PROVIDED RECORDS:
- Opening Delimiter -

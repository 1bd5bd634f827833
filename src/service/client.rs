//! Blocking client for the script service.
//!
//! Requests are written as single lines; replies are indented JSON objects,
//! so the client decodes them from the socket as a stream of JSON values
//! rather than line by line. Replies whose `reply_id` does not match the
//! outstanding request are skipped.

use std::io::{self, BufReader, BufWriter, ErrorKind, Write};
use std::net::{TcpStream, ToSocketAddrs};
use std::thread;
use std::time::{Duration, Instant};

use serde::Deserialize;
use serde_json::de::{IoRead, StreamDeserializer};
use serde_json::Value;
use thiserror::Error;
use tracing::debug;

use super::protocol::encode_request;

/// Errors produced by the [`Client`].
#[derive(Debug, Error)]
pub enum ClientError {
    /// I/O error while talking to the service.
    #[error("io error: {0}")]
    Io(#[from] io::Error),
    /// A reply could not be decoded.
    #[error("json error: {0}")]
    Json(#[from] serde_json::Error),
    /// The service stopped the request at its step budget.
    #[error("request {request_id} did not finish within the step budget")]
    Timeout {
        /// Id of the request.
        request_id: i64,
        /// Error text, set when rendering rather than computing timed out.
        detail: Option<String>,
    },
    /// The script failed to compile or raised an error.
    #[error("request {request_id} failed: {message}")]
    Remote {
        /// Id of the request.
        request_id: i64,
        /// Error reported by the service.
        message: String,
    },
    /// The service closed the connection before replying.
    #[error("connection closed before a reply arrived")]
    Disconnected,
}

/// One decoded response envelope.
#[derive(Debug, Clone, PartialEq, Deserialize)]
pub struct Reply {
    /// A step budget ran out.
    pub timeout: bool,
    /// The rendered result.
    #[serde(default)]
    pub result: Value,
    /// Error text, if any.
    #[serde(default)]
    pub error: Option<String>,
    /// Echoed request id; `None` for unattributable protocol errors.
    #[serde(default)]
    pub reply_id: Option<i64>,
}

/// Synchronous client over one TCP connection.
pub struct Client {
    writer: BufWriter<TcpStream>,
    replies: StreamDeserializer<'static, IoRead<BufReader<TcpStream>>, Reply>,
    next_request_id: i64,
}

impl Client {
    /// Connect to a running service.
    pub fn connect<A: ToSocketAddrs>(addr: A) -> Result<Self, ClientError> {
        let mut last_err = None;
        for candidate in addr.to_socket_addrs()? {
            match TcpStream::connect(candidate) {
                Ok(stream) => return Self::from_stream(stream),
                Err(err) => last_err = Some(err),
            }
        }
        Err(ClientError::Io(last_err.unwrap_or_else(|| {
            io::Error::new(ErrorKind::AddrNotAvailable, "no address resolved")
        })))
    }

    /// Connect, retrying refused connections until `timeout` elapses.
    ///
    /// Useful when the service is started alongside the client.
    pub fn connect_waiting<A: ToSocketAddrs + Clone>(
        addr: A,
        timeout: Duration,
    ) -> Result<Self, ClientError> {
        let deadline = Instant::now() + timeout;
        loop {
            match Self::connect(addr.clone()) {
                Err(ClientError::Io(err))
                    if err.kind() == ErrorKind::ConnectionRefused && Instant::now() < deadline =>
                {
                    debug!("service not accepting yet; retrying");
                    thread::sleep(Duration::from_millis(50));
                }
                other => return other,
            }
        }
    }

    fn from_stream(stream: TcpStream) -> Result<Self, ClientError> {
        stream.set_nodelay(true)?;
        let reader = BufReader::new(stream.try_clone()?);
        let replies = serde_json::Deserializer::from_reader(reader).into_iter::<Reply>();
        Ok(Self {
            writer: BufWriter::new(stream),
            replies,
            next_request_id: 0,
        })
    }

    /// Bound how long to wait for a reply; `None` waits forever.
    pub fn set_read_timeout(&self, timeout: Option<Duration>) -> Result<(), ClientError> {
        self.writer.get_ref().set_read_timeout(timeout)?;
        Ok(())
    }

    /// Send `code` and return the raw reply.
    pub fn issue(&mut self, code: &str) -> Result<Reply, ClientError> {
        let request_id = self.next_request_id;
        self.next_request_id += 1;

        let mut line = encode_request(request_id, code);
        line.push('\n');
        self.writer.write_all(line.as_bytes())?;
        self.writer.flush()?;

        loop {
            let reply = match self.replies.next() {
                None => return Err(ClientError::Disconnected),
                Some(Err(err)) if err.is_eof() => return Err(ClientError::Disconnected),
                Some(Err(err)) if err.is_io() => return Err(ClientError::Io(err.into())),
                Some(Err(err)) => return Err(ClientError::Json(err)),
                Some(Ok(reply)) => reply,
            };
            if reply.reply_id == Some(request_id) {
                return Ok(reply);
            }
            debug!(expected = request_id, got = ?reply.reply_id, "skipping unrelated reply");
        }
    }

    /// Send `code` and return its result, mapping timeouts and errors.
    pub fn execute(&mut self, code: &str) -> Result<Value, ClientError> {
        let reply = self.issue(code)?;
        let request_id = reply.reply_id.unwrap_or_default();
        if reply.timeout {
            return Err(ClientError::Timeout {
                request_id,
                detail: reply.error,
            });
        }
        if let Some(message) = reply.error {
            return Err(ClientError::Remote {
                request_id,
                message,
            });
        }
        Ok(reply.result)
    }

    /// Round-trip `return 2+2` and check the answer.
    pub fn test_connection(&mut self) -> Result<bool, ClientError> {
        let result = self.execute("return 2+2")?;
        Ok(result.as_f64() == Some(4.0))
    }
}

- Closing Delimiter -

YOUR ASSIGNMENT:
In the entries above, identify each line that includes the string "candidate", then copy it.

OUTPUT FOR THIS TASK:
        for candidate in addr.to_socket_addrs()? {
            match TcpStream::connect(candidate) {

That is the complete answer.